I, too, oppose the death penalty, but for very different reasons than the “seamless garment” argument, which I believe is completely flawed. There is a world of difference between a convicted murderer and a pre-born baby. The seamless garment argument ignores these differences and attempts to apply a completely pacifist interpretation of the Gospel to the question. An interpretation that is simply not valid.

I apologize for jumping on you like that. You took the brunt of my frustration.
My point was that the record of action on all pro-life issues combined does not equal true pro-life party, so merely saying that we should use someone’s “stated” position on abortion as a litmus test is over simplifying the process of choosing our candidate. We ended up with a pro-abortion Republican doctor getting elected to Congress here in TX several years ago because people voted for the party without checking into the actual candidate more closely.
I agree 100%.
You may choose to define pro-life as solely about abortion, but our church does not.

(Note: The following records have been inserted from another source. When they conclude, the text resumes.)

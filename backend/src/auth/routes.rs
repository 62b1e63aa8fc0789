//! Defines the HTTP routes specifically for authentication.
//!
//! These routes handle user signup, signin, and the password-reset flow.
//! They are designed to be integrated into the main Axum router.

use crate::auth::handlers::*;
use axum::{
    Router,
    routing::{get, post},
};

/// Creates the authentication router with all auth-related routes
pub fn auth_router() -> Router {
    Router::new()
        .route("/signup", post(signup))
        .route("/signin", post(signin))
        .route("/forgot-password", post(forgot_password))
        .route(
            "/reset/{id}/{token}",
            get(verify_reset_token).post(reset_password),
        )
}
//! Database repository for user account operations.
//!
//! Provides lookups plus explicit atomic update operations. Every mutation is
//! a single UPDATE statement so callers never load-mutate-save a row and race
//! another writer; SQLite serializes writes per row.

use crate::database::models::{CreateUser, User};
use anyhow::Result;
use chrono::{DateTime, Utc};
use sqlx::SqlitePool;

const USER_COLUMNS: &str = "id, name, email, password_hash, session_token, role, \
     reset_token, reset_token_expiry, created_at, updated_at";

/// Repository for user database operations.
pub struct UserRepository<'a> {
    /// Shared SQLite connection pool
    pool: &'a SqlitePool,
}

impl<'a> UserRepository<'a> {
    /// Creates a new UserRepository instance.
    ///
    /// # Arguments
    /// * `pool` - Reference to SQLite connection pool
    pub fn new(pool: &'a SqlitePool) -> Self {
        Self { pool }
    }

    /// Creates a new user in the database.
    ///
    /// The UNIQUE constraint on `email` is the authoritative uniqueness
    /// check; a violation surfaces as a database error for the service layer
    /// to classify.
    ///
    /// # Returns
    /// The newly created User with all fields populated
    pub async fn create_user(&self, user: CreateUser) -> Result<User> {
        let now = Utc::now();
        let sql = format!(
            "INSERT INTO users (id, name, email, password_hash, role, created_at, updated_at) \
             VALUES (?, ?, ?, ?, ?, ?, ?) \
             RETURNING {USER_COLUMNS}"
        );

        let user = sqlx::query_as::<_, User>(&sql)
            .bind(&user.id)
            .bind(&user.name)
            .bind(&user.email)
            .bind(&user.password_hash)
            .bind(user.role)
            .bind(now)
            .bind(now)
            .fetch_one(self.pool)
            .await?;

        Ok(user)
    }

    /// Retrieves a user by their unique identifier.
    ///
    /// # Returns
    /// `Some(User)` if found, `None` otherwise
    pub async fn get_user_by_id(&self, id: &str) -> Result<Option<User>> {
        let sql = format!("SELECT {USER_COLUMNS} FROM users WHERE id = ?");

        let user = sqlx::query_as::<_, User>(&sql)
            .bind(id)
            .fetch_optional(self.pool)
            .await?;

        Ok(user)
    }

    /// Retrieves a user by their email.
    ///
    /// # Returns
    /// `Some(User)` if found, `None` otherwise
    pub async fn get_user_by_email(&self, email: &str) -> Result<Option<User>> {
        let sql = format!("SELECT {USER_COLUMNS} FROM users WHERE email = ?");

        let user = sqlx::query_as::<_, User>(&sql)
            .bind(email)
            .fetch_optional(self.pool)
            .await?;

        Ok(user)
    }

    /// Checks if an email already exists in the system.
    pub async fn email_exists(&self, email: &str) -> Result<bool> {
        let count: i64 =
            sqlx::query_scalar("SELECT COUNT(*) FROM users WHERE email = ?")
                .bind(email)
                .fetch_one(self.pool)
                .await?;

        Ok(count > 0)
    }

    /// Records the last-issued session token for a user.
    pub async fn update_session_token(&self, id: &str, token: &str) -> Result<()> {
        sqlx::query("UPDATE users SET session_token = ?, updated_at = ? WHERE id = ?")
            .bind(token)
            .bind(Utc::now())
            .bind(id)
            .execute(self.pool)
            .await?;

        Ok(())
    }

    /// Sets both reset fields in one statement, overwriting any prior pending
    /// reset. Two concurrent writers end up last-writer-wins with exactly one
    /// token stored.
    pub async fn update_reset_fields(
        &self,
        id: &str,
        token: &str,
        expiry: DateTime<Utc>,
    ) -> Result<()> {
        sqlx::query(
            "UPDATE users SET reset_token = ?, reset_token_expiry = ?, updated_at = ? \
             WHERE id = ?",
        )
        .bind(token)
        .bind(expiry)
        .bind(Utc::now())
        .bind(id)
        .execute(self.pool)
        .await?;

        Ok(())
    }

    /// Sets the new password hash and clears both reset fields in one guarded
    /// statement. The `reset_token = ?` guard makes the token single-use: a
    /// caller that lost a race (token already consumed or overwritten) gets
    /// zero rows affected.
    ///
    /// # Returns
    /// `true` if the token was consumed, `false` if the guard did not match
    pub async fn consume_reset_token(
        &self,
        id: &str,
        token: &str,
        password_hash: &str,
    ) -> Result<bool> {
        let result = sqlx::query(
            "UPDATE users \
             SET password_hash = ?, reset_token = NULL, reset_token_expiry = NULL, updated_at = ? \
             WHERE id = ? AND reset_token = ?",
        )
        .bind(password_hash)
        .bind(Utc::now())
        .bind(id)
        .bind(token)
        .execute(self.pool)
        .await?;

        Ok(result.rows_affected() == 1)
    }
}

And neither do I. However, I do give different weight to different pro-life issues, and while I oppose the death penalty, I put it pretty much at the bottom of my pro-life priority list. I would much rather have a politician who opposed abortion and supported the death penalty than the other way around. I think that it is NOT inconsistent to hold those two positions together, and is FAR, FAR superior to the other way around.